Lack of knowledge and limited treatment for cancer gave the sisters many patients to care for, many of them country people who did not recognize the nature of their illness until they were seriously ill, Sister Loretta said.

Then as now the sisters did all the nursing of the patients themselves at no charge. They have always taken in the destitute who have been diagnosed as having incurable cancer with no medical treatment. In these days, destitute means those who have no means to afford the cost of a nursing home in such a circumstance. Nine sisters care for about 40 patients and there is a long waiting list of those who would like to enter the home.

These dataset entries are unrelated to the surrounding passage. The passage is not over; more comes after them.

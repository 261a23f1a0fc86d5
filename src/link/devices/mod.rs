//! Drivers for the individual controller modules.
//!
//! Each driver owns a [`UsbController`](crate::link::controller::UsbController)
//! and implements [`DeviceHooks`](crate::link::lifecycle::DeviceHooks) for it;
//! the lifecycle methods below are generated once per driver.

/// Generates the lifecycle surface of a driver that keeps its controller in
/// a field named `usb`.
macro_rules! lifecycle_methods {
    () => {
        /// Connects to the device.
        pub fn arm(&self) -> $crate::link::error::Result<()> {
            self.usb.arm(self)
        }

        /// Runs against a stand-in that acknowledges writes and reads zeros.
        pub fn pretend(&self) -> $crate::link::error::Result<()> {
            self.usb.pretend(self)
        }

        pub fn arm_or_pretend(&self) -> $crate::link::error::Result<()> {
            self.usb.arm_or_pretend(self)
        }

        pub fn disarm(&self) -> $crate::link::error::Result<()> {
            self.usb.disarm(self)
        }

        /// Puts the device in its safe state if armed, then disarms for good.
        pub fn close(&self) -> $crate::link::error::Result<()> {
            self.usb.close(self)
        }

        pub fn arming_state(&self) -> $crate::link::lifecycle::ArmingState {
            self.usb.arming_state()
        }

        pub fn is_armed(&self) -> bool {
            self.usb.is_armed()
        }

        /// Firmware version byte from the device header.
        pub fn version(&self) -> $crate::link::error::Result<u8> {
            self.usb.version()
        }

        pub fn usb(&self) -> &$crate::link::controller::UsbController {
            &self.usb
        }
    };
}

pub mod interface_module;
pub mod legacy;
pub mod motor;
pub mod servo;

pub use interface_module::{DeviceInterfaceModule, DigitalChannelMode};
pub use legacy::LegacyModule;
pub use motor::{MotorController, PidCoefficients, ZeroPowerBehavior};
pub use servo::ServoController;
impl MotorController {
    pub fn new(
        name: impl Into<String>,
        config: LinkConfig,
        factory: impl TransportFactory + 'static,
    ) -> Self {
        let motors = core::array::from_fn(|_| Mutex::new(MotorState::new(&config)));
        Self {
            usb: UsbController::new(name, WINDOW, config, factory),
            motors,
        }
    }

    lifecycle_methods!();

    fn gate(&self) -> &Arc<CausalityController> {
        self.usb.gate()
    }

    fn channels(&self) -> MotorChannels<'_> {
        MotorChannels { gate: self.gate() }
    }

    fn lock(&self, motor: usize) -> MutexGuard<'_, MotorState> {
        self.motors[slot(motor)].lock()
    }

    fn validate(motor: usize) -> Result<()> {
        check_sub_device(motor, MOTOR_FIRST, MOTOR_LAST)
    }

    /// Floats both motors and loads the default PID coefficients.
    pub fn initialize_hardware(&self) -> Result<()> {
        self.float_all()?;
        for motor in MOTOR_FIRST..=MOTOR_LAST {
            let _ = self.gate().write(ADDRESS_PID[slot(motor)], &DEFAULT_PID)?;
        }
        Ok(())
    }

    /// Floats the motors, drops them back to running without encoders and
    /// forgets everything cached.
    pub fn reset_for_op_mode(&self) -> Result<()> {
        self.float_all()?;
        for motor in MOTOR_FIRST..=MOTOR_LAST {
            self.set_motor_mode(motor, RunMode::RunWithoutEncoder)?;
        }
        for state in &self.motors {
            let mut state = state.lock();
            state.zero_power = ZeroPowerBehavior::Brake;
            state.forget();
        }
        Ok(())
    }

    fn float_all(&self) -> Result<()> {
        for motor in MOTOR_FIRST..=MOTOR_LAST {
            self.set_motor_power_float(motor)?;
        }
        Ok(())
    }

    fn forget_all(&self) {
        for state in &self.motors {
            state.lock().forget();
        }
    }

    /// Requests `mode` and returns without waiting for the firmware to
    /// apply it; the next operation on this motor does the waiting. This
    /// lets both motors switch in parallel.
    pub fn set_motor_mode(&self, motor: usize, mode: RunMode) -> Result<()> {
        Self::validate(motor)?;
        let mut guard = self.lock(motor);
        let state = &mut *guard;
        self.finish_mode_switch(motor, state)?;

        let prev_mode = state.commit.last_known_mode.non_timed_value();
        if state.commit.last_known_mode.update_value(mode) {
            let prev_power = self.cached_or_queried_power(motor, state)?;
            state.commit.begin(mode, prev_mode, prev_power);
            let _ = self.gate().write8(mode_addr(motor), mode.to_wire_byte())?;
        }
        Ok(())
    }

    pub fn motor_mode(&self, motor: usize) -> Result<RunMode> {
        Self::validate(motor)?;
        let mut guard = self.lock(motor);
        let state = &mut *guard;
        self.finish_mode_switch(motor, state)?;
        self.cached_or_queried_mode(motor, state)
    }

    fn finish_mode_switch(&self, motor: usize, state: &mut MotorState) -> Result<()> {
        if !state.commit.completion_needed {
            return Ok(());
        }
        let result = self.drive_mode_switch(motor, state);
        // Whatever happened, the cached view of this motor is suspect now
        state.forget();
        state.commit.finish();
        result
    }

    fn drive_mode_switch(&self, motor: usize, state: &mut MotorState) -> Result<()> {
        let mode = match state.commit.pending_mode {
            Some(mode) => mode,
            None => self.cached_or_queried_mode(motor, state)?,
        };
        let outcome = complete_mode_switch(&self.channels(), motor, &mut state.commit)?;
        tracing::trace!(motor, ?mode, ?outcome, "mode switch");

        let prev_mode = state.commit.prev_mode;
        if mode.is_pid_mode() && !prev_mode.is_some_and(RunMode::is_pid_mode) {
            let power = state.commit.prev_value;
            // Run-to-position takes a magnitude only
            let power = if mode == RunMode::RunToPosition {
                power.abs()
            } else {
                power
            };
            self.set_power(motor, state, power)?;
        } else if mode == RunMode::RunToPosition {
            let power = self.query_power(motor, state)?;
            if power < 0.0 {
                self.set_power(motor, state, power.abs())?;
            }
        }

        if mode == RunMode::StopAndResetEncoder {
            self.await_encoder_reset(motor, mode)?;
        }
        Ok(())
    }

    /// Polls the encoder until it reads zero, resending the reset each time
    /// the resend interval passes without it.
    fn await_encoder_reset(&self, motor: usize, mode: RunMode) -> Result<()> {
        let interval = self.usb.config().reset_resend_interval();
        let mut deadline = Instant::now() + interval;
        while self.query_current_position(motor)? != 0 {
            let now = Instant::now();
            if now > deadline {
                tracing::debug!(device = %self.usb.name(), motor, ?mode, "mode resend");
                let _ = self.gate().write8(mode_addr(motor), mode.to_wire_byte())?;
                deadline = now + interval;
            }
            if !self.gate().is_armed() || !self.gate().wait_for_next_read_completed() {
                break;
            }
        }
        Ok(())
    }

    fn query_mode(&self, motor: usize, state: &mut MotorState) -> Result<RunMode> {
        let mode = RunMode::from_wire_byte(self.gate().read8(mode_addr(motor))?);
        state.commit.last_known_mode.set_value(mode);
        Ok(mode)
    }

    fn cached_or_queried_mode(&self, motor: usize, state: &mut MotorState) -> Result<RunMode> {
        match state.commit.last_known_mode.non_timed_value() {
            Some(mode) => Ok(mode),
            None => self.query_mode(motor, state),
        }
    }

    pub fn set_motor_power(&self, motor: usize, power: f64) -> Result<()> {
        Self::validate(motor)?;
        let mut guard = self.lock(motor);
        let state = &mut *guard;
        self.finish_mode_switch(motor, state)?;
        self.set_power(motor, state, power)
    }

    /// Power read back from the controller, in `[-1, 1]`.
    pub fn motor_power(&self, motor: usize) -> Result<f64> {
        Self::validate(motor)?;
        let mut guard = self.lock(motor);
        let state = &mut *guard;
        self.finish_mode_switch(motor, state)?;
        self.query_power(motor, state)
    }

    fn set_power(&self, motor: usize, state: &mut MotorState, power: f64) -> Result<()> {
        let power = clip_checked("motor power", power, -1.0, 1.0)?;
        let byte = if power == 0.0 && state.zero_power == ZeroPowerBehavior::Float {
            POWER_FLOAT
        } else {
            scale(power, -1.0, 1.0, POWER_MIN as f64, POWER_MAX as f64) as i8
        };
        self.set_power_byte(motor, state, byte)
    }

    fn set_power_byte(&self, motor: usize, state: &mut MotorState, byte: i8) -> Result<()> {
        if state.power_byte.update_value(byte) {
            let _ = self.gate().write8(power_addr(motor), byte as u8)?;
        }
        Ok(())
    }

    fn query_power(&self, motor: usize, state: &mut MotorState) -> Result<f64> {
        let byte = self.gate().read8(power_addr(motor))? as i8;
        state.power_byte.set_value(byte);
        Ok(power_from_byte(byte))
    }

    fn cached_or_queried_power(&self, motor: usize, state: &mut MotorState) -> Result<f64> {
        match state.power_byte.non_timed_value() {
            Some(byte) => Ok(power_from_byte(byte)),
            None => self.query_power(motor, state),
        }
    }

    pub fn set_motor_power_float(&self, motor: usize) -> Result<()> {
        Self::validate(motor)?;
        let mut guard = self.lock(motor);
        let state = &mut *guard;
        self.finish_mode_switch(motor, state)?;
        let _ = self.gate().write8(power_addr(motor), POWER_FLOAT as u8)?;
        state.power_byte.set_value(POWER_FLOAT);
        Ok(())
    }

    pub fn motor_power_float(&self, motor: usize) -> Result<bool> {
        Self::validate(motor)?;
        self.finish_mode_switch(motor, &mut self.lock(motor))?;
        Ok(self.gate().read8(power_addr(motor))? as i8 == POWER_FLOAT)
    }

    /// Takes effect at once if the motor is currently stopped.
    pub fn set_zero_power_behavior(&self, motor: usize, behavior: ZeroPowerBehavior) -> Result<()> {
        Self::validate(motor)?;
        let mut guard = self.lock(motor);
        let state = &mut *guard;
        self.finish_mode_switch(motor, state)?;

        if state.zero_power != behavior {
            state.zero_power = behavior;
            if self.cached_or_queried_power(motor, state)? == 0.0 {
                state.power_byte.invalidate();
                self.set_power(motor, state, 0.0)?;
            }
        }
        Ok(())
    }

    pub fn zero_power_behavior(&self, motor: usize) -> Result<ZeroPowerBehavior> {
        Self::validate(motor)?;
        let mut guard = self.lock(motor);
        let state = &mut *guard;
        self.finish_mode_switch(motor, state)?;
        Ok(state.zero_power)
    }

    pub fn set_motor_target_position(&self, motor: usize, position: i32) -> Result<()> {
        Self::validate(motor)?;
        let mut guard = self.lock(motor);
        let state = &mut *guard;
        self.finish_mode_switch(motor, state)?;

        if state.target_position.update_value(position) {
            let mut raw = [0u8; ENCODER_LEN];
            RegistersMut::new(&mut raw).set_i32_be_at(0, position);
            let _ = self.gate().write(ADDRESS_TARGET_ENCODER[slot(motor)], &raw)?;
        }
        Ok(())
    }

    pub fn motor_target_position(&self, motor: usize) -> Result<i32> {
        Self::validate(motor)?;
        let mut guard = self.lock(motor);
        let state = &mut *guard;
        self.finish_mode_switch(motor, state)?;
        self.query_target_position(motor, state)
    }

    fn query_target_position(&self, motor: usize, state: &mut MotorState) -> Result<i32> {
        let outcome = self
            .gate()
            .read(ADDRESS_TARGET_ENCODER[slot(motor)], ENCODER_LEN)?;
        let position = Registers::new(outcome.bytes()).i32_be_at(0);
        state.target_position.set_value(position);
        Ok(position)
    }

    pub fn motor_current_position(&self, motor: usize) -> Result<i32> {
        Self::validate(motor)?;
        self.finish_mode_switch(motor, &mut self.lock(motor))?;
        self.query_current_position(motor)
    }

    fn query_current_position(&self, motor: usize) -> Result<i32> {
        let outcome = self
            .gate()
            .read(ADDRESS_CURRENT_ENCODER[slot(motor)], ENCODER_LEN)?;
        Ok(Registers::new(outcome.bytes()).i32_be_at(0))
    }

    /// Whether the motor is still short of its target position.
    ///
    /// Compares positions rather than trusting the firmware's busy flag,
    /// which can lag a run-to-position command by up to 50 ms.
    pub fn is_busy(&self, motor: usize) -> Result<bool> {
        Self::validate(motor)?;
        let mut guard = self.lock(motor);
        let state = &mut *guard;
        self.finish_mode_switch(motor, state)?;
        let target = self.query_target_position(motor, state)?;
        let current = self.query_current_position(motor)?;
        Ok(target.abs_diff(current) > BUSY_THRESHOLD)
    }

    /// Battery voltage with 20 mV resolution.
    pub fn battery_voltage(&self) -> Result<f64> {
        let outcome = self.gate().read(ADDRESS_BATTERY, 2)?;
        let regs = Registers::new(outcome.bytes());
        // Top eight bits in the first byte, bottom two in the second
        let raw = (((regs.u8_at(0) as u16) << 2) | (regs.u8_at(1) & 0x03) as u16)
            & BATTERY_MAX_MEASURABLE;
        Ok(raw as f64 / BATTERY_MAX_MEASURABLE as f64 * BATTERY_MAX_VOLTAGE)
    }

    pub fn set_gear_ratio(&self, motor: usize, ratio: f64) -> Result<()> {
        Self::validate(motor)?;
        if !(-1.0..=1.0).contains(&ratio) {
            return Err(LinkError::InvalidValue {
                what: "gear ratio",
                value: ratio,
            });
        }
        let byte = (ratio * RATIO_MAX) as i8;
        let _ = self
            .gate()
            .write8(ADDRESS_GEAR_RATIO[slot(motor)], byte as u8)?;
        Ok(())
    }

    pub fn gear_ratio(&self, motor: usize) -> Result<f64> {
        Self::validate(motor)?;
        let byte = self.gate().read8(ADDRESS_GEAR_RATIO[slot(motor)])? as i8;
        Ok(byte as f64 / RATIO_MAX)
    }

    /// Coefficients above 255 are clamped.
    pub fn set_pid_coefficients(&self, motor: usize, pid: PidCoefficients) -> Result<()> {
        Self::validate(motor)?;
        let _ = self.gate().write(ADDRESS_PID[slot(motor)], &pid.to_bytes())?;
        Ok(())
    }

    pub fn pid_coefficients(&self, motor: usize) -> Result<PidCoefficients> {
        Self::validate(motor)?;
        let outcome = self.gate().read(ADDRESS_PID[slot(motor)], 3)?;
        let bytes = outcome.bytes();
        Ok(PidCoefficients::new(
            bytes[0] as f64,
            bytes[1] as f64,
            bytes[2] as f64,
        ))
    }

    /// Stores gear ratio and PID coefficients in the controller's EEPROM.
    ///
    /// Reads are suspended for the whole unlock, write, lock sequence and
    /// the settle time after it. Returns whether the parameters read back
    /// as written; `false` when the device is not armed.
    pub fn update_pid_params(&self, motor: usize, params: [u8; PID_PARAMS_LEN]) -> Result<bool> {
        Self::validate(motor)?;
        if !self.gate().is_armed() {
            return Ok(false);
        }
        tracing::trace!(device = %self.usb.name(), motor, ?params, "updating motor params");

        self.gate().suppress_reads(true);
        let written = self.write_pid_params(motor, &params);
        self.gate().suppress_reads(false);
        // The first completion may still belong to a cycle that skipped its read
        for _ in 0..2 {
            self.gate().wait_for_next_read_completed();
        }
        written?;

        let outcome = self
            .gate()
            .read(ADDRESS_GEAR_RATIO[slot(motor)], PID_PARAMS_LEN)?;
        Ok(outcome.is_fresh() && outcome.bytes() == params)
    }

    fn write_pid_params(&self, motor: usize, params: &[u8]) -> Result<()> {
        let gate = self.gate();
        let _ = gate.write_segment(PID_LOCK_SEGMENT, &[PidLock::Unlocked.to_wire_byte()])?;
        let written = gate.write_segment(SegmentId(motor as u8), params);
        // Relock even if the write failed; the EEPROM commits on relock
        let locked = gate.write_segment(PID_LOCK_SEGMENT, &[PidLock::Locked.to_wire_byte()]);
        thread::sleep(PID_SETTLE);
        written?;
        locked?;
        Ok(())
    }

    #[cfg(test)]
    fn caches_valid(&self, motor: usize) -> (bool, bool, bool) {
        let state = self.lock(motor);
        (
            state.commit.last_known_mode.non_timed_value().is_some(),
            state.power_byte.non_timed_value().is_some(),
            state.target_position.non_timed_value().is_some(),
        )
    }
}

Sometimes the unexpected happens and the very sick keep living. Mary Ann, a young girl who came to the Cancer Home as a toddler, was expected to live six months, Sister Loretta says, and she lived until she was almost 13 years old. Her story was told in a book written by the sisters, with an introduction by the Catholic writer Flannery O'Connor. Sister Loretta, who was the nurse particularly caring for Mary Ann, said she was a powerful influence on her caretakers. Tutors who came to teach her lessons at the Cancer Home ended up joining religious life, the nun said. "Mary Ann kept losing her tutors, about five anyway, if not more, who became religious, about four to our order."

Sister Loretta has acquired a bit of notoriety herself, after commenting in a newspaper article that she was a Georgia football fan and didn't care about Notre Dame "at all." Coach Vince Dooley visited the Cancer Home afterwards and gave her a black Bulldogs hooded sweatshirt and a "How 'Bout Them Dogs" tote bag. She was invited to be a special guest at a Georgia game, but she prefers to watch the games on television and is a dedicated football and baseball fan.

After several decades of nursing the sick, Sister Loretta was bookkeeper for the home and worked in the home's pharmacy. Now she visits patients, sets up tables and does the dishes and assists in less strenuous ways. "Now I have an avocation. I'm taking piano lessons," from a teacher who comes to the home, she says. "I'm not very good, but nobody has to listen to me."

Despite her family's concerns years ago, she has been strong enough for the work, crediting God's grace and the order's physical and spiritual training. "I think if God gives you a vocation, He gives you all you yourself need to handle it with His help," she says.

She is feisty about the religious habit she has worn for 50 years, a badge of honor that she would not part with under any circumstances.

"I am proud of the habit -- very proud -- and I am very proud that I have been accepted into this community," she says. "I have never lost those two feelings. I really think God has been very, very good to me."